▸ **GOAL OF THE EXERCISE**
Give the records again, word for word.

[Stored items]
|---|

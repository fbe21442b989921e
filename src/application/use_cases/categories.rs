use std::sync::Arc;

use async_trait::async_trait;
use tracing::instrument;
use uuid::Uuid;

use crate::{
    app_error::{AppError, AppResult},
    domain::entities::{category::Category, lead::Lead},
    guard::{Caller, require_organizer},
    scope::org_scope,
    use_cases::leads::LeadRepo,
};

#[async_trait]
pub trait CategoryRepo: Send + Sync {
    async fn create(&self, organization_id: Uuid, name: &str) -> AppResult<Category>;
    async fn list(&self, organization_id: Uuid) -> AppResult<Vec<Category>>;
    async fn get(&self, organization_id: Uuid, category_id: Uuid) -> AppResult<Option<Category>>;
    async fn update(
        &self,
        organization_id: Uuid,
        category_id: Uuid,
        name: &str,
    ) -> AppResult<Option<Category>>;
    /// Delete the category and null out every lead that referenced it,
    /// atomically. Leads survive their category.
    async fn delete(&self, organization_id: Uuid, category_id: Uuid) -> AppResult<bool>;
}

#[derive(Debug)]
pub struct CategoryListing {
    pub categories: Vec<Category>,
    /// Leads in the caller's tenant with no category at all.
    pub uncategorized_count: i64,
}

#[derive(Debug)]
pub struct CategoryDetail {
    pub category: Category,
    pub leads: Vec<Lead>,
}

#[derive(Clone)]
pub struct CategoryUseCases {
    category_repo: Arc<dyn CategoryRepo>,
    lead_repo: Arc<dyn LeadRepo>,
}

impl CategoryUseCases {
    pub fn new(category_repo: Arc<dyn CategoryRepo>, lead_repo: Arc<dyn LeadRepo>) -> Self {
        Self {
            category_repo,
            lead_repo,
        }
    }

    #[instrument(skip(self, caller), fields(organization_id = %caller.organization_id))]
    pub async fn list_categories(&self, caller: &Caller) -> AppResult<CategoryListing> {
        let organization_id = org_scope(caller);
        let categories = self.category_repo.list(organization_id).await?;
        let uncategorized_count = self.lead_repo.count_uncategorized(organization_id).await?;
        Ok(CategoryListing {
            categories,
            uncategorized_count,
        })
    }

    #[instrument(skip(self, caller), fields(organization_id = %caller.organization_id))]
    pub async fn get_category(&self, caller: &Caller, category_id: Uuid) -> AppResult<CategoryDetail> {
        let organization_id = org_scope(caller);
        let category = self
            .category_repo
            .get(organization_id, category_id)
            .await?
            .ok_or(AppError::NotFound)?;
        let leads = self
            .lead_repo
            .list_by_category(organization_id, category_id)
            .await?;
        Ok(CategoryDetail { category, leads })
    }

    #[instrument(skip(self, caller), fields(organization_id = %caller.organization_id))]
    pub async fn create_category(&self, caller: &Caller, name: &str) -> AppResult<Category> {
        require_organizer(caller)?;
        validate_category_name(name)?;
        self.category_repo
            .create(org_scope(caller), name.trim())
            .await
    }

    #[instrument(skip(self, caller), fields(organization_id = %caller.organization_id))]
    pub async fn update_category(
        &self,
        caller: &Caller,
        category_id: Uuid,
        name: &str,
    ) -> AppResult<Category> {
        require_organizer(caller)?;
        validate_category_name(name)?;
        self.category_repo
            .update(org_scope(caller), category_id, name.trim())
            .await?
            .ok_or(AppError::NotFound)
    }

    #[instrument(skip(self, caller), fields(organization_id = %caller.organization_id))]
    pub async fn delete_category(&self, caller: &Caller, category_id: Uuid) -> AppResult<()> {
        require_organizer(caller)?;
        if !self
            .category_repo
            .delete(org_scope(caller), category_id)
            .await?
        {
            return Err(AppError::NotFound);
        }
        Ok(())
    }
}

fn validate_category_name(name: &str) -> AppResult<()> {
    let name = name.trim();
    if name.is_empty() || name.len() > 30 {
        return Err(AppError::InvalidInput(
            "Category name must be 1-30 characters".into(),
        ));
    }
    Ok(())
}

|---|

▸ **FINAL ANSWER**
repository fbe21442b989921e
filename src/application/use_cases/categories.rs
use std::sync::Arc;

use async_trait::async_trait;
use tracing::instrument;
use uuid::Uuid;

use crate::{
    app_error::{AppError, AppResult},
    domain::entities::{category::Category, lead::Lead},
    guard::{Caller, require_organizer},
    scope::org_scope,
    use_cases::leads::LeadRepo,
};

#[async_trait]
pub trait CategoryRepo: Send + Sync {
    async fn create(&self, organization_id: Uuid, name: &str) -> AppResult<Category>;
    async fn list(&self, organization_id: Uuid) -> AppResult<Vec<Category>>;
    async fn get(&self, organization_id: Uuid, category_id: Uuid) -> AppResult<Option<Category>>;
    async fn update(
        &self,
        organization_id: Uuid,
        category_id: Uuid,
        name: &str,
    ) -> AppResult<Option<Category>>;
    /// Delete the category and null out every lead that referenced it,
    /// atomically. Leads survive their category.
    async fn delete(&self, organization_id: Uuid, category_id: Uuid) -> AppResult<bool>;
}

#[derive(Debug)]
pub struct CategoryListing {
    pub categories: Vec<Category>,
    /// Leads in the caller's tenant with no category at all.
    pub uncategorized_count: i64,
}

#[derive(Debug)]
pub struct CategoryDetail {
    pub category: Category,
    pub leads: Vec<Lead>,
}

#[derive(Clone)]
pub struct CategoryUseCases {
    category_repo: Arc<dyn CategoryRepo>,
    lead_repo: Arc<dyn LeadRepo>,
}

impl CategoryUseCases {
    pub fn new(category_repo: Arc<dyn CategoryRepo>, lead_repo: Arc<dyn LeadRepo>) -> Self {
        Self {
            category_repo,
            lead_repo,
        }
    }

    #[instrument(skip(self, caller), fields(organization_id = %caller.organization_id))]
    pub async fn list_categories(&self, caller: &Caller) -> AppResult<CategoryListing> {
        let organization_id = org_scope(caller);
        let categories = self.category_repo.list(organization_id).await?;
        let uncategorized_count = self.lead_repo.count_uncategorized(organization_id).await?;
        Ok(CategoryListing {
            categories,
            uncategorized_count,
        })
    }

    #[instrument(skip(self, caller), fields(organization_id = %caller.organization_id))]
    pub async fn get_category(&self, caller: &Caller, category_id: Uuid) -> AppResult<CategoryDetail> {
        let organization_id = org_scope(caller);
        let category = self
            .category_repo
            .get(organization_id, category_id)
            .await?
            .ok_or(AppError::NotFound)?;
        let leads = self
            .lead_repo
            .list_by_category(organization_id, category_id)
            .await?;
        Ok(CategoryDetail { category, leads })
    }

    #[instrument(skip(self, caller), fields(organization_id = %caller.organization_id))]
    pub async fn create_category(&self, caller: &Caller, name: &str) -> AppResult<Category> {
        require_organizer(caller)?;
        validate_category_name(name)?;
        self.category_repo
            .create(org_scope(caller), name.trim())
            .await
    }

    #[instrument(skip(self, caller), fields(organization_id = %caller.organization_id))]
    pub async fn update_category(
        &self,
        caller: &Caller,
        category_id: Uuid,
        name: &str,
    ) -> AppResult<Category> {
        require_organizer(caller)?;
        validate_category_name(name)?;
        self.category_repo
            .update(org_scope(caller), category_id, name.trim())
            .await?
            .ok_or(AppError::NotFound)
    }

    #[instrument(skip(self, caller), fields(organization_id = %caller.organization_id))]
    pub async fn delete_category(&self, caller: &Caller, category_id: Uuid) -> AppResult<()> {
        require_organizer(caller)?;
        if !self
            .category_repo
            .delete(org_scope(caller), category_id)
            .await?
        {
            return Err(AppError::NotFound);
        }
        Ok(())
    }
}

fn validate_category_name(name: &str) -> AppResult<()> {
    let name = name.trim();
    if name.is_empty() || name.len() > 30 {
        return Err(AppError::InvalidInput(
            "Category name must be 1-30 characters".into(),
        ));
    }
    Ok(())
}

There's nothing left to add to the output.